Le renforcement des mesures sanitaires et l’annonce de la mise en place du couvre-feu fragilisent les acteurs économiques déjà en difficultés. Christian Saint-Etienne propose une série de mesures pour ajuster le plan de relance et améliorer son efficacité.
Il faut comprendre un point clé concernant cette crise. La baisse de la production économique n’affecte pas tous les secteurs de la même façon : tout le monde ne baisse pas de 11%. En équivalent PIB, 20% de l’économie va croître de plus de 10%, environ 60% de l’économie va chuter d’un dixième et 20% de l’économie va être massivement restructurée ou disparaître. Des mesures uniformes, dans ce contexte, n’ont pas de sens.
Le plan de relance, à juste titre, veut favoriser la transition énergétique pour 30 milliards d’euros, les relocalisations industrielles pour 35 milliards d’euros et la cohésion sociale et territoriale pour 35 milliards d’euros. Ce plan structurel en trois volets est plutôt bien conçu mais il manque un quatrième volet qui accélère l’essor des entreprises en plein développement, préserve l’investissement des 60% de l’économie productive qui se rétracte comme le PIB, et contribue à une restructuration rapide des 20% de l’économie en perdition.
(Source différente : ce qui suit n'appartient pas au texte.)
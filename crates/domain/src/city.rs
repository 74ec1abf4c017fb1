// Copyright (C) 2026 Fred Clausen
// Use of this source code is governed by an MIT-style
// license that can be found in the LICENSE file or at
// https://opensource.org/licenses/MIT.

use crate::error::DomainError;

/// The municipalities covered by the battalion, sorted alphabetically.
///
/// This set is fixed: every stored record's `city` must be a member.
pub const MUNICIPALITIES: [&str; 20] = [
    "Arroio do Meio",
    "Canudos do Vale",
    "Capitão",
    "Coqueiro Baixo",
    "Cruzeiro do Sul",
    "Doutor Ricardo",
    "Encantado",
    "Forquetinha",
    "Lajeado",
    "Marques de Souza",
    "Muçum",
    "Nova Bréscia",
    "Pouso Novo",
    "Progresso",
    "Relvado",
    "Roca Sales",
    "Santa Clara do Sul",
    "Sério",
    "Travesseiro",
    "Vespasiano Correa",
];

/// Checks whether a city name is one of the covered municipalities.
///
/// The match is exact; city names are stored verbatim from the fixed set.
#[must_use]
pub fn is_known_city(city: &str) -> bool {
    MUNICIPALITIES.contains(&city)
}

/// Validates that a city name is a covered municipality.
///
/// # Errors
///
/// Returns `DomainError::UnknownCity` if the name is not in the fixed set.
pub fn validate_city(city: &str) -> Result<(), DomainError> {
    if is_known_city(city) {
        Ok(())
    } else {
        Err(DomainError::UnknownCity(city.to_string()))
    }
}
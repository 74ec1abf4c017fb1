// Copyright (C) 2026 Fred Clausen
// Use of this source code is governed by an MIT-style
// license that can be found in the LICENSE file or at
// https://opensource.org/licenses/MIT.

use crate::coerce::{coerce_count, coerce_quantity};

#[test]
fn test_count_parses_plain_integers() {
    assert_eq!(coerce_count("0"), 0);
    assert_eq!(coerce_count("17"), 17);
    assert_eq!(coerce_count(" 42 "), 42);
}

#[test]
fn test_count_blank_input_is_zero() {
    assert_eq!(coerce_count(""), 0);
    assert_eq!(coerce_count("   "), 0);
}

#[test]
fn test_count_unparsable_input_is_zero() {
    assert_eq!(coerce_count("abc"), 0);
    assert_eq!(coerce_count("12x"), 0);
    assert_eq!(coerce_count("--3"), 0);
}

#[test]
fn test_count_negative_input_is_zero() {
    assert_eq!(coerce_count("-5"), 0);
    assert_eq!(coerce_count("-0.1"), 0);
}

#[test]
fn test_count_fractional_input_truncates() {
    assert_eq!(coerce_count("3.9"), 3);
    assert_eq!(coerce_count("0.4"), 0);
}

#[test]
fn test_count_non_finite_input_is_zero() {
    assert_eq!(coerce_count("NaN"), 0);
    assert_eq!(coerce_count("inf"), 0);
}

#[test]
fn test_count_huge_input_clamps() {
    assert_eq!(coerce_count("99999999999999999999"), u32::MAX);
}

#[test]
fn test_quantity_parses_decimals() {
    let parsed: f64 = coerce_quantity("1.5");
    assert!((parsed - 1.5).abs() < f64::EPSILON);
}

#[test]
fn test_quantity_blank_and_negative_are_zero() {
    assert!(coerce_quantity("").abs() < f64::EPSILON);
    assert!(coerce_quantity("-2.5").abs() < f64::EPSILON);
    assert!(coerce_quantity("kg").abs() < f64::EPSILON);
}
Ce volet est constitué de trois éléments :
1/ un apport en fonds propres de 70 milliards d’euros aux entreprises du secteur marchand,
2/ une mesure autorisant l’amortissement fiscal en deux ans de tous les investissements en machines et équipements, notamment les robots et le numérique, à condition d’être commandés avant le 30 juin 2021 (commande finalisée) et installés et opérationnels avant le 30 juin 2022,
3/ une distribution de bons d’achat à hauteur de 5 milliards d’euros aux familles à faible revenu.
En ce qui concerne le premier élément, l’Etat apporte 20 milliards d’euros et les compagnies d’assurance, les banques et les fonds d’investissement 50 milliards d’euros avant le 30 juin 2022 à des entreprises solvables sous forme de fonds propres et quasi-fonds propres (la moitié des 70 milliards doit être engagée avant le 30 juin 2021). L’apport de l’Etat couvre 80% des pertes des apports qui peuvent varier de 50 000 euros à 500 millions d’euros selon la nature de l’entreprise et de ses projets.
L’Etat reçoit 40% des gains générés par portefeuille d’investissements défini comme l’ensemble des investissements réalisés avec un acteur donné (banque, fond d’investissement, compagnie d’assurance) jusqu’à concurrence des pertes encourues par l’Etat sur chaque portefeuille ; au-delà, les gains sont partagés au prorata des apports. Il s’agit ainsi d’intéresser la puissance publique aux gains de cette politique. La quote-part de l’Etat de 20 milliards d’euros se traduit par un apport de 5 milliards d’euros de l’Etat à la BPI qui administre le programme avec ses équipes et celles des banques, fonds d’investissement et compagnies d’assurance.
Les 15 autres milliards sont prélevés sur les fonds du Livret A (soit moins de 5% de ces fonds) avec une garantie de l’Etat. C’est le meilleur usage social que l’on puisse faire du Livret A car ce plan d’investissements en fonds propres permettrait de consolider et créer beaucoup d’emplois, d’augmenter le taux de croissance du PIB, de multiplier le nombre de grosses PME et ETI, et de réduire à terme le déficit extérieur. Pour chaque euro en fonds propres, l’entreprise peut emprunter 0,5 euro à moyen terme, ce qui permet de réaliser plus de 100 milliards d’euros d’investissements en machines et outillage, robots et systèmes numériques avant le 30 juin 2023.